- TASK PROMPT: Pick out each line with the word "NoMatch" from the material that follows.
(RECORDS Opens)
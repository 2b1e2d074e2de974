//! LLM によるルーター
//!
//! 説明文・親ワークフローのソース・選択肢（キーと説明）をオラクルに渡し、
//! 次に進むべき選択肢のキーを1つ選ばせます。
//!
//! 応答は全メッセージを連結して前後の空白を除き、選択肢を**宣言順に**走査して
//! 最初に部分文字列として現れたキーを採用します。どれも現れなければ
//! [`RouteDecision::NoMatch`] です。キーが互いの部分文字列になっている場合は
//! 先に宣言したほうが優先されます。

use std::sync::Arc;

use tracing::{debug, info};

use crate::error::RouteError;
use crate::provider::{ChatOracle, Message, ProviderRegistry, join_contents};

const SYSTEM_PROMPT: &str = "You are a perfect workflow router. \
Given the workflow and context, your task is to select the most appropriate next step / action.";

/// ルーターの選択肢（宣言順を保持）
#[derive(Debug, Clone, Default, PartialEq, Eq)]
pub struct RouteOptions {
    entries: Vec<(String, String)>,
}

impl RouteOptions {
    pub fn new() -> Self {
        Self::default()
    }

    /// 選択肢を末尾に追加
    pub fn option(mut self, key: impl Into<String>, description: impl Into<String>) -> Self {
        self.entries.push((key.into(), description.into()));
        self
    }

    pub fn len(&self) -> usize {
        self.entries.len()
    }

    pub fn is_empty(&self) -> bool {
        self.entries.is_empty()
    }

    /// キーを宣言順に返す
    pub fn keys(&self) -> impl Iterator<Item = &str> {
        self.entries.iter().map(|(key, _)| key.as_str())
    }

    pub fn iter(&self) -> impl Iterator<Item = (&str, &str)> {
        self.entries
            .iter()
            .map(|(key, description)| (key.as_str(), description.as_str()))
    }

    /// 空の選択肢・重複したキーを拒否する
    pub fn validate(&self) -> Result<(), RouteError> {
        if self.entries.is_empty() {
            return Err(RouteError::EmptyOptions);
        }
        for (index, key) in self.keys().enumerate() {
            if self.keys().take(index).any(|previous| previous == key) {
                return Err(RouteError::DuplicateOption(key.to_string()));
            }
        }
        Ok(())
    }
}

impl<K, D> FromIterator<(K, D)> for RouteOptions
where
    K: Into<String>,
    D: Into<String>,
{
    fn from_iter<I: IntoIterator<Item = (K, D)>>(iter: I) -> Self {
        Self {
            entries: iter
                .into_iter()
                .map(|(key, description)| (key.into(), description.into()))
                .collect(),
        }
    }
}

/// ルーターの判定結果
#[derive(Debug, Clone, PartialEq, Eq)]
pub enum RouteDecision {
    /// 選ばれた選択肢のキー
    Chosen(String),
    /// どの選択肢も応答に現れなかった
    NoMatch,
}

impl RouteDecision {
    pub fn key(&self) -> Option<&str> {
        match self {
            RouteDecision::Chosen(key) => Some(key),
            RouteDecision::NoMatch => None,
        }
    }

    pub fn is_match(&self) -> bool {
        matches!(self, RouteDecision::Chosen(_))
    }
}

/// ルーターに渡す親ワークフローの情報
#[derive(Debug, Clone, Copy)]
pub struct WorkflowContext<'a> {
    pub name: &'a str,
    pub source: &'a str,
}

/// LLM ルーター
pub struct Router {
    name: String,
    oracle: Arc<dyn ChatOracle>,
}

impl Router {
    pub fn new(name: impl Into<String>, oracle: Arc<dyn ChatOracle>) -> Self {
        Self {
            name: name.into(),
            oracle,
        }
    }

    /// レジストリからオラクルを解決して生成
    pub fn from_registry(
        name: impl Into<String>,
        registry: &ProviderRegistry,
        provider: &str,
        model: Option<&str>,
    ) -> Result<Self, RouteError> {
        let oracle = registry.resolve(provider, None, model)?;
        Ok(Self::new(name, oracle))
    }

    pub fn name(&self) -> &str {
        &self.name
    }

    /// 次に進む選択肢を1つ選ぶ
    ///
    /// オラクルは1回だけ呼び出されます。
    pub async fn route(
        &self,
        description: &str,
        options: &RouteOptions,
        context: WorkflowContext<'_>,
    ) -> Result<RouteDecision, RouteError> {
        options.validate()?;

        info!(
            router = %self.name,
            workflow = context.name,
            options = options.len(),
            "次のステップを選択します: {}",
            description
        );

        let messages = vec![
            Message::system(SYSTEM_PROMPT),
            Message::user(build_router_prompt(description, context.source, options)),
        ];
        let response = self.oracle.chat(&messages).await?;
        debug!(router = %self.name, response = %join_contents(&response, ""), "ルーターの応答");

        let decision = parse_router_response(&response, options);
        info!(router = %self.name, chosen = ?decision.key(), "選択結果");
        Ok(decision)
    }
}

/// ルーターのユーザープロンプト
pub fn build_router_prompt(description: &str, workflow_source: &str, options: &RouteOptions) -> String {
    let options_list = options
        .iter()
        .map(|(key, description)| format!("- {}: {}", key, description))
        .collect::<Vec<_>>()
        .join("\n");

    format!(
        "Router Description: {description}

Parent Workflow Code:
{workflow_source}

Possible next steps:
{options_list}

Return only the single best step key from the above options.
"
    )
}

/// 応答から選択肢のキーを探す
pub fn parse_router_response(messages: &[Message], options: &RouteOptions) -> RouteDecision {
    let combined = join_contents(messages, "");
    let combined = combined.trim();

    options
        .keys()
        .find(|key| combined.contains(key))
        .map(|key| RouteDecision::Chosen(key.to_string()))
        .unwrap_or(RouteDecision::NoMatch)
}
(RECORDS Closes)
- ANSWER FOR THIS EXERCISE:
//! [`RouteDecision::NoMatch`] です。キーが互いの部分文字列になっている場合は
    NoMatch,
            RouteDecision::NoMatch => None,
        .unwrap_or(RouteDecision::NoMatch)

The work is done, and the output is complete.